Dielectric polymer materials have received increasing attention in the electronic and electrical industries, however, the miniaturization and intelligent applications of polymer capacitors are limited due to their low energy density. Recently, the construction of sandwich structured films provides a good pathway to improve the energy storage performance of dielectric polymers. In this research, all-organic sandwich structured dielectric polymer films consisting of linear dielectric and ferroelectric polymers are proposed and successfully made by simple layer-by-layer solution casting. Theoretically, the ferroelectric poly(vinylidene fluoride–trifluoroethylene–chlorotrifluoroethylene) (PVTC) layer can enhance the dielectric displacement because of high dielectric constant, while the polyetherimide (PEI) layers can raise the operating temperature, owing to the high glass transition temperature, and increase the breakdown strength (E_b) and reduce the loss due to their linear characteristic. Therefore, a series of positive-sandwich structured films (with the central PVTC layer and the outer PEI layers), reverse-sandwich structured films and single-layered blend films are fabricated for optimization and comparison. The influence of the linear/ferroelectric volume ratio and the polymer film structure on the energy storage performance has been thoroughly researched. Experimental results showed that the all-organic positive-sandwich structured film with an optimized low content ratio of PVTC can endure a highest E_b of 530 kV mm⁻¹ and exhibits a maximum discharge energy density of 8.0 J cm⁻³, which was more than two times that of the pure PEI film.
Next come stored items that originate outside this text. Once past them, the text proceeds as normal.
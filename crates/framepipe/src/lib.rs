//! Synthetic frame producer/consumer harness.
//!
//! framepipe generates self-describing binary frames, streams them through
//! in-process byte channels, and drains them into sinks so the throughput and
//! correctness of a data-acquisition pipeline can be exercised without the
//! real hardware.
//!
//! # Crate Structure
//!
//! - [`frame`]: frame layout, builders, readers, comparators
//! - [`channel`]: in-process endpoints with unit reader/writer and stop sentinel
//! - [`harness`]: run configuration, payload sources, producers, consumers, schedulers

/// Re-export frame types.
pub mod frame {
    pub use framepipe_frame::*;
}

/// Re-export channel types.
pub mod channel {
    pub use framepipe_channel::*;
}

/// Re-export harness types.
pub mod harness {
    pub use framepipe_harness::*;
}
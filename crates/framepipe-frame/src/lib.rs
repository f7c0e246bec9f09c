//! Fixed-header test frames for load-testing data-acquisition pipelines.
//!
//! Every frame is laid out as:
//! - A 4-byte big-endian total length (including itself)
//! - A 32-byte header: header length, sequence number, body pattern,
//!   random-body checksum, last-message flag
//! - A 4-byte body length followed by the pattern-filled body
//!
//! A bare 4-byte unit holding the value 4 is the stop sentinel.

pub mod codec;
pub mod compare;
pub mod error;
pub mod pattern;

pub use codec::{
    body, body_length, body_mut, build_frame, checksum, create_frame, fill_body, fill_header,
    frame_length, header_length, is_last_message, is_stop, pattern_type, required_capacity,
    sequence_number, set_last_flag, set_not_last_flag, set_sequence_number, stop_unit,
    FrameHeader, DEFAULT_BUFFER_CAPACITY, HEADER_LEN, INT_LEN, MIN_FRAME_LEN, STOP_LEN,
};
pub use compare::{compare_bodies, compare_frames, compare_headers, verify_body, Comparison, Verification};
pub use error::{FrameError, Result};
pub use pattern::Pattern;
Furthermore, the efficiency was up to 81%. More importantly, it possesses excellent temperature stability of the dielectric and energy storage properties from 25 °C to 100 °C. This work provides theoretical analysis and experimental guidance for the fabrication of all-organic sandwich structured films with high energy storage performance, which promotes the development and application of flexible polymer high temperature dielectric capacitors.